Governo anunciou acordo com a categoria, mas elas dizem que não participaram da negociação
Mulheres dos policiais militares amotinados no Espírito Santo continuam fechando as portas dos batalhões neste sábado (11). Ontem, sexta-feira (10), o governo havia anunciado um acordo com a categoria, mas mulheres dos policiais dizem que não participaram das negociações e que o movimento continua, segundo informações da Agência Estado.
“Esse encontro foi entre as associações de policiais. Mas a paralisação é das mulheres. Nós não participamos dessa negociação. Continuaremos aqui”, afirmou uma das lideranças do movimento, que se identifica apenas como Gilmara.

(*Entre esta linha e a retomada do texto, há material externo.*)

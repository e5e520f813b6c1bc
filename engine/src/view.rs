#[cfg(test)]
#[path = "view_test.rs"]
mod view_test;

use crate::error::EngineError;
use crate::geom::Point;

/// View transform applied to output transforms only.
///
/// Simulation runs entirely in scene coordinates; the view maps results to
/// device pixels: `device = (scene · scale + pan) · pixel_ratio`.
#[derive(Debug, Clone, Copy, PartialEq, serde::Serialize)]
pub struct View {
    pub scale: f32,
    pub pan_x: f32,
    pub pan_y: f32,
    pub pixel_ratio: f32,
}

impl Default for View {
    fn default() -> Self {
        Self { scale: 1.0, pan_x: 0.0, pan_y: 0.0, pixel_ratio: 1.0 }
    }
}

impl View {
    /// Build a validated view.
    ///
    /// # Errors
    ///
    /// Returns [`EngineError::InvalidArgument`] unless `scale` and
    /// `pixel_ratio` are finite and positive and both pans are finite.
    pub fn new(scale: f32, pan_x: f32, pan_y: f32, pixel_ratio: f32) -> Result<Self, EngineError> {
        if !(scale.is_finite() && scale > 0.0) {
            return Err(EngineError::invalid(format!("view scale must be finite and > 0, got {scale}")));
        }
        if !(pixel_ratio.is_finite() && pixel_ratio > 0.0) {
            return Err(EngineError::invalid(format!("pixel ratio must be finite and > 0, got {pixel_ratio}")));
        }
        if !pan_x.is_finite() || !pan_y.is_finite() {
            return Err(EngineError::invalid("view pan must be finite"));
        }
        Ok(Self { scale, pan_x, pan_y, pixel_ratio })
    }

    /// Convert a scene-space point to device pixels.
    #[must_use]
    pub fn scene_to_device(&self, scene: Point) -> Point {
        Point {
            x: (scene.x * self.scale + self.pan_x) * self.pixel_ratio,
            y: (scene.y * self.scale + self.pan_y) * self.pixel_ratio,
        }
    }

    /// Multiplier from scene lengths to device lengths.
    #[must_use]
    pub fn device_scale(&self) -> f32 {
        self.scale * self.pixel_ratio
    }
}
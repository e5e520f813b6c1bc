//! Points, sizes, and the anchoring math shared by pinch and image resampling.
//!
//! Every helper here is pure: given start state and a new scale or size, it
//! returns where the top-left corner must move so that one chosen point (the
//! pinch centroid, a resample anchor, or the centre) stays visually fixed.

#[cfg(test)]
#[path = "geom_test.rs"]
mod geom_test;

/// A point in scene or device space.
#[derive(Debug, Clone, Copy, PartialEq, Default)]
pub struct Point {
    pub x: f32,
    pub y: f32,
}

impl Point {
    #[must_use]
    pub fn new(x: f32, y: f32) -> Self {
        Self { x, y }
    }

    /// Euclidean distance to `other`.
    #[must_use]
    pub fn distance(self, other: Point) -> f32 {
        (self.x - other.x).hypot(self.y - other.y)
    }

    /// Halfway point between `self` and `other`.
    #[must_use]
    pub fn midpoint(self, other: Point) -> Point {
        Point::new((self.x + other.x) * 0.5, (self.y + other.y) * 0.5)
    }

    /// Component-wise `self - other`.
    #[must_use]
    pub fn sub(self, other: Point) -> Point {
        Point::new(self.x - other.x, self.y - other.y)
    }
}

/// Width and height of a rectangle.
#[derive(Debug, Clone, Copy, PartialEq)]
pub struct Size {
    pub w: f32,
    pub h: f32,
}

impl Size {
    #[must_use]
    pub fn new(w: f32, h: f32) -> Self {
        Self { w, h }
    }
}

/// Position of a pinched item anchored at the centroid: `P = s·(P0 − C0) + C`.
///
/// `s` is `new_scale / start_scale`; a zero start scale is treated as 1.
#[must_use]
pub fn apply_pinch(start: Point, start_scale: f32, start_centroid: Point, centroid: Point, new_scale: f32) -> Point {
    let base = if start_scale == 0.0 { 1.0 } else { start_scale };
    let s = new_scale / base;
    Point::new(
        s * (start.x - start_centroid.x) + centroid.x,
        s * (start.y - start_centroid.y) + centroid.y,
    )
}

/// New origin after resizing `prev` to `out` so the same UV sits under `anchor`.
///
/// A degenerate previous size leaves the origin where it was.
#[must_use]
pub fn anchor_resample_at_point(origin: Point, prev: Size, out: Size, anchor: Point) -> Point {
    if prev.w <= 0.0 || prev.h <= 0.0 {
        return origin;
    }
    let u = (anchor.x - origin.x) / prev.w;
    let v = (anchor.y - origin.y) / prev.h;
    Point::new(anchor.x - u * out.w, anchor.y - v * out.h)
}

/// New origin after resizing `prev` to `out` around the visual centre.
#[must_use]
pub fn anchor_resample_at_center(origin: Point, prev: Size, out: Size) -> Point {
    let cx = origin.x + prev.w / 2.0;
    let cy = origin.y + prev.h / 2.0;
    Point::new(cx - out.w / 2.0, cy - out.h / 2.0)
}
use super::*;

/// 2x2 image: red, green / blue, white.
fn checker() -> Vec<u8> {
    vec![
        255, 0, 0, 255, 0, 255, 0, 255, //
        0, 0, 255, 255, 255, 255, 255, 255,
    ]
}

fn store_with_checker() -> ImageStore {
    let mut store = ImageStore::default();
    store.store(1, &checker(), 2, 2).expect("store");
    store
}

// =============================================================
// Registry
// =============================================================

#[test]
fn store_rejects_zero_size_and_short_buffers() {
    let mut store = ImageStore::default();
    assert!(matches!(store.store(1, &[], 0, 4), Err(EngineError::InvalidArgument(_))));
    assert!(store.store(1, &[0; 15], 2, 2).is_err());
    assert!(store.is_empty());
}

#[test]
fn store_truncates_long_buffers() {
    let mut store = ImageStore::default();
    store.store(1, &[7; 20], 2, 2).expect("store");
    assert_eq!(store.get(1).expect("image").rgba.len(), 16);
}

#[test]
fn resize_mode_from_u32() {
    assert_eq!(ResizeMode::try_from(0), Ok(ResizeMode::Nearest));
    assert_eq!(ResizeMode::try_from(1), Ok(ResizeMode::Bilinear));
    assert!(ResizeMode::try_from(2).is_err());
}

#[test]
fn resize_unknown_image_is_invalid() {
    let store = ImageStore::default();
    assert!(store.resize(5, 4, 4, ResizeMode::Nearest).is_err());
}

// =============================================================
// Resampling
// =============================================================

#[test]
fn nearest_upscale_duplicates_pixels() {
    let out = store_with_checker().resize(1, 4, 4, ResizeMode::Nearest).expect("resize");
    assert_eq!(out.len(), 4 * 4 * 4);
    assert_eq!(&out[0..4], &[255, 0, 0, 255]);
    assert_eq!(&out[4..8], &[255, 0, 0, 255]);
    assert_eq!(&out[8..12], &[0, 255, 0, 255]);
    // Bottom-right output pixel samples the white source pixel.
    assert_eq!(&out[60..64], &[255, 255, 255, 255]);
}

#[test]
fn output_size_floors_at_one() {
    let out = store_with_checker().resize(1, 0, 0, ResizeMode::Bilinear).expect("resize");
    assert_eq!(out, vec![255, 0, 0, 255]);
}

#[test]
fn bilinear_blends_between_neighbours() {
    let out = store_with_checker().resize(1, 4, 1, ResizeMode::Bilinear).expect("resize");
    assert_eq!(out.len(), 16);
    assert_eq!(&out[0..4], &[255, 0, 0, 255]);
    // x = 1 samples gx = 0.5 on the top row: halfway between red and green.
    assert_eq!(&out[4..8], &[128, 128, 0, 255]);
    // Past the last column the right neighbour clamps to the edge.
    assert_eq!(&out[12..16], &[0, 255, 0, 255]);
}

#[test]
fn same_size_bilinear_is_identity() {
    let out = store_with_checker().resize(1, 2, 2, ResizeMode::Bilinear).expect("resize");
    assert_eq!(out, checker());
}
//! Sentra API /v1: REST endpoints
pub mod handlers;
pub mod metrics;
pub mod middleware;

use axum::{
    routing::{get, post},
    Router,
};
use sentra_docs::DocumentAnalyzer;
use sentra_scan::ContentClassifier;
use sentra_store::{HistoryStore, MemoryStore};
use std::sync::Arc;
use tower_http::trace::TraceLayer;

use metrics::ApiMetrics;

/// Shared application state: the two engines, the history store, and the
/// metrics registry.
pub struct AppState {
    pub classifier: ContentClassifier,
    pub analyzer: DocumentAnalyzer,
    pub store: Arc<dyn HistoryStore>,
    pub metrics: ApiMetrics,
}

impl AppState {
    /// Standard state: default rule tables, canonical analyzer profile,
    /// bounded in-memory history.
    pub fn new() -> Result<Self, prometheus::Error> {
        Ok(Self {
            classifier: ContentClassifier::default(),
            analyzer: DocumentAnalyzer::default(),
            store: Arc::new(MemoryStore::new()),
            metrics: ApiMetrics::new()?,
        })
    }
}

pub fn create_app(state: Arc<AppState>) -> Router {
    Router::new()
        .route("/v1/health", get(handlers::health))
        .route("/v1/scan", post(handlers::scan))
        .route("/v1/scan/text", post(handlers::scan_text))
        .route("/v1/scan/link", post(handlers::scan_link))
        .route("/v1/scan/qr", post(handlers::scan_qr))
        .route("/v1/scan/file", post(handlers::scan_file))
        .route("/v1/documents/analyze", post(handlers::analyze_document))
        .route("/v1/history/scans", get(handlers::scan_history))
        .route("/v1/history/documents", get(handlers::document_history))
        .route("/v1/history/stats", get(handlers::history_stats))
        .route("/v1/metrics", get(handlers::metrics_export))
        .layer(TraceLayer::new_for_http())
        .layer(middleware::cors())
        .with_state(state)
}

pub async fn run(addr: &str) {
    let state = Arc::new(AppState::new().expect("Failed to build metrics registry"));
    let app = create_app(state);

    let listener = tokio::net::TcpListener::bind(addr)
        .await
        .expect("Failed to bind");

    tracing::info!("Sentra API listening on {}", addr);
    axum::serve(listener, app).await.expect("Server error");
}
//! Prometheus counters for the scan and analysis endpoints.
use prometheus::{Encoder, IntCounter, Registry, TextEncoder};

/// Registry plus the counters the handlers bump.
pub struct ApiMetrics {
    pub registry: Registry,
    pub scans_total: IntCounter,
    pub unsafe_scans_total: IntCounter,
    pub analyses_total: IntCounter,
}

impl ApiMetrics {
    pub fn new() -> Result<Self, prometheus::Error> {
        let registry = Registry::new();

        let scans_total = IntCounter::new("sentra_scans_total", "Content scans served")?;
        let unsafe_scans_total =
            IntCounter::new("sentra_unsafe_scans_total", "Scans with an Unsafe verdict")?;
        let analyses_total =
            IntCounter::new("sentra_document_analyses_total", "Documents analyzed")?;

        registry.register(Box::new(scans_total.clone()))?;
        registry.register(Box::new(unsafe_scans_total.clone()))?;
        registry.register(Box::new(analyses_total.clone()))?;

        Ok(Self {
            registry,
            scans_total,
            unsafe_scans_total,
            analyses_total,
        })
    }
}

pub fn encode(registry: &Registry) -> Result<String, prometheus::Error> {
    let encoder = TextEncoder::new();
    let mut buffer = Vec::new();
    encoder.encode(&registry.gather(), &mut buffer)?;
    Ok(String::from_utf8_lossy(&buffer).to_string())
}
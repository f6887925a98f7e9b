//! Type-specific checks for URL-shaped and email content.
//!
//! These run in addition to the universal pattern families, and only for
//! the kinds they apply to. Each check contributes at most one distinct
//! reason by construction.

use crate::rules::{
    RuleSet, REASON_INVALID_EMAIL, REASON_NON_SECURE_URL, REASON_SUSPICIOUS_EMAIL_DOMAIN,
    REASON_SUSPICIOUS_URL,
};
use lazy_static::lazy_static;
use regex::Regex;

lazy_static! {
    /// Minimal local@domain.tld shape; intentionally loose
    static ref EMAIL_SHAPE: Regex = Regex::new(r"^[^\s@]+@[^\s@]+\.[^\s@]+$").unwrap();
}

const SECURE_SCHEME: &str = "https://";
const SCHEME_SEPARATOR: &str = "://";

/// Reasons raised by URL-shaped content (also applied to QR payloads).
pub fn url_reasons(content: &str, rules: &RuleSet) -> Vec<&'static str> {
    let mut reasons = Vec::new();

    for pattern in &rules.malicious_url {
        if pattern.is_match(content) {
            reasons.push(REASON_SUSPICIOUS_URL);
        }
    }

    if content.contains(SCHEME_SEPARATOR) && !content.starts_with(SECURE_SCHEME) {
        reasons.push(REASON_NON_SECURE_URL);
    }

    reasons
}

/// Reasons raised by email-address content.
pub fn email_reasons(content: &str, rules: &RuleSet) -> Vec<&'static str> {
    let mut reasons = Vec::new();

    if !EMAIL_SHAPE.is_match(content) {
        reasons.push(REASON_INVALID_EMAIL);
    }

    let lowered = content.to_lowercase();
    for domain in &rules.suspicious_email_domains {
        if lowered.contains(domain.as_str()) {
            reasons.push(REASON_SUSPICIOUS_EMAIL_DOMAIN);
        }
    }

    reasons
}

#[cfg(test)]
mod tests {
    use super::*;

    #[test]
    fn test_ip_and_executable_both_flag() {
        let rules = RuleSet::standard();
        let reasons = url_reasons("http://192.168.1.5/install.exe", &rules);
        assert!(reasons.contains(&REASON_SUSPICIOUS_URL));
        assert!(reasons.contains(&REASON_NON_SECURE_URL));
    }

    #[test]
    fn test_https_is_not_flagged_as_insecure() {
        let rules = RuleSet::standard();
        let reasons = url_reasons("https://example.com", &rules);
        assert!(!reasons.contains(&REASON_NON_SECURE_URL));
    }

    #[test]
    fn test_schemeless_string_skips_scheme_check() {
        let rules = RuleSet::standard();
        let reasons = url_reasons("example.com/page", &rules);
        assert!(!reasons.contains(&REASON_NON_SECURE_URL));
    }

    #[test]
    fn test_valid_email_passes_shape() {
        let rules = RuleSet::standard();
        assert!(email_reasons("alice@example.com", &rules).is_empty());
    }

    #[test]
    fn test_invalid_email_shape() {
        let rules = RuleSet::standard();
        let reasons = email_reasons("not-an-email", &rules);
        assert_eq!(reasons, vec![REASON_INVALID_EMAIL]);
    }

    #[test]
    fn test_disposable_domain_flagged() {
        let rules = RuleSet::standard();
        let reasons = email_reasons("user@tempmail.org", &rules);
        assert!(reasons.contains(&REASON_SUSPICIOUS_EMAIL_DOMAIN));
        // Shape is still valid, so only the domain reason fires
        assert_eq!(reasons.len(), 1);
    }
}
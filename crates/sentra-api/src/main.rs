//! Binary entrypoint for the Sentra API server.
use sentra_api::run;
use tracing_subscriber::EnvFilter;

#[tokio::main]
async fn main() {
    tracing_subscriber::fmt()
        .with_env_filter(
            EnvFilter::try_from_default_env().unwrap_or_else(|_| EnvFilter::new("info")),
        )
        .init();

    // Default listen address can be overridden with SENTRA_ADDR
    let addr = std::env::var("SENTRA_ADDR").unwrap_or_else(|_| "0.0.0.0:8790".to_string());
    run(&addr).await;
}
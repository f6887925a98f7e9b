//! Sentra-Store: history persistence for scan and analysis records
//!
//! The engine never reads this store; callers persist results after the
//! fact and render them for display. A storage failure must never mask a
//! computed result, so every operation returns a plain [`StoreError`]
//! the caller can log and move past.

pub mod memory;

use sentra_core::{ContentScan, DocumentAnalysis};
use serde::{Deserialize, Serialize};
use thiserror::Error;

pub use memory::MemoryStore;

/// Storage failures. Opaque to the engine; reported alongside (never
/// instead of) the computed result.
#[derive(Debug, Error)]
pub enum StoreError {
    #[error("storage unavailable: {0}")]
    Unavailable(String),
}

/// Aggregate usage counters for display.
#[derive(Debug, Clone, Default, Serialize, Deserialize)]
pub struct HistoryStats {
    pub total_scans: usize,
    pub unsafe_scans: usize,
    pub total_analyses: usize,
}

/// Persists result records and returns them newest-first for display.
pub trait HistoryStore: Send + Sync {
    /// Record a completed content scan.
    fn record_scan(&self, scan: ContentScan) -> Result<(), StoreError>;

    /// Record a completed document analysis.
    fn record_analysis(&self, analysis: DocumentAnalysis) -> Result<(), StoreError>;

    /// Most recent scans, newest first.
    fn recent_scans(&self) -> Result<Vec<ContentScan>, StoreError>;

    /// Most recent analyses, newest first.
    fn recent_analyses(&self) -> Result<Vec<DocumentAnalysis>, StoreError>;

    /// Aggregate counters over the retained window.
    fn stats(&self) -> Result<HistoryStats, StoreError>;
}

Ontem, o comandante geral da PM, coronel Nylton Rodrigues, informou que ao menos 703 policiais foram identificados e serão indiciados pelo crime de revolta — evolução do crime de motim — mas deixou claro que esse número deve ser maior — “Todos [os casos] serão analisados pela corregedoria e encaminhados ao Ministério Público Militar. Quem for condenado com certeza será excluído. ” Os demais militares que voltarem ao trabalho às 7h deste sábado, não sofrerão punições administrativas disciplinares. Os policiais indiciados podem ser condenados à pena de 8 a 20 anos de prisão. Segundo a Secretaria de Segurança Pública disse pela manhã, eles deixarão de receber salário e escalas extras desde o sábado passado (4) até a volta ao trabalho.
As mulheres de policiais também poderão ser responsabilizadas pela paralisação. Segundo o secretário, por solicitação do Ministério Público Federal, elas estão sendo identificadas e poderão ser indiciadas em um processo civil. Ele não informou quantas delas.
O movimento, iniciado na sexta passada (3) provocou uma onda de violência no Estado, com saques e depredações, além de 127 assassinatos, segundo o Sindicato dos Policiais Civis -o governo não confirma o número.
O coronel defendeu os pedidos de melhoria das condições de trabalho da PM, mas declarou que essa forma de reinvindicação é uma “insanidade” e pede para que policiais voltem às ruas e dialoguem com o governo — “Não se negocia com arma na cabeça. ”
O governo estadual não atendeu ao pedido de reajuste salarial, mas ficou de apresentar uma proposta no final de abril deste ano, caso a apuração das contas públicas e os resultados fiscais do Estado permitam. Este índice também seria oferecido a outras categorias do serviço público estadual.
O documento de fim do motim é assinado pelo Comitê de negociação, formado pelos secretários de Controle e Transparência, Eugênio Coutinho Ricas, Direitos Humanos, Júlio Cesar Pompeu, Casa Civil, José Carlos da Fonseca Junior e da Fazenda, Paulo Roberto Ferreira. Também assinam a ata o presidente da Associação dos Oficiais Militares do Estado do Espírito Santo (Assomes), Major Rogério Fernandes Lima, o presidente da Associação de Cabos e Soldados (ACS), Renato Martins Conceição, o presidente da Associação dos Bombeiros Militares do Espírito Santo (ABMES), Sargento Sérgio de Assis Lopes e o presidente da Associação dos Subtenentes e Sargentos da Polícia e Bombeiro Militar do Espírito Santo (Asses), Capitão Paulo Araújo de Oliveira.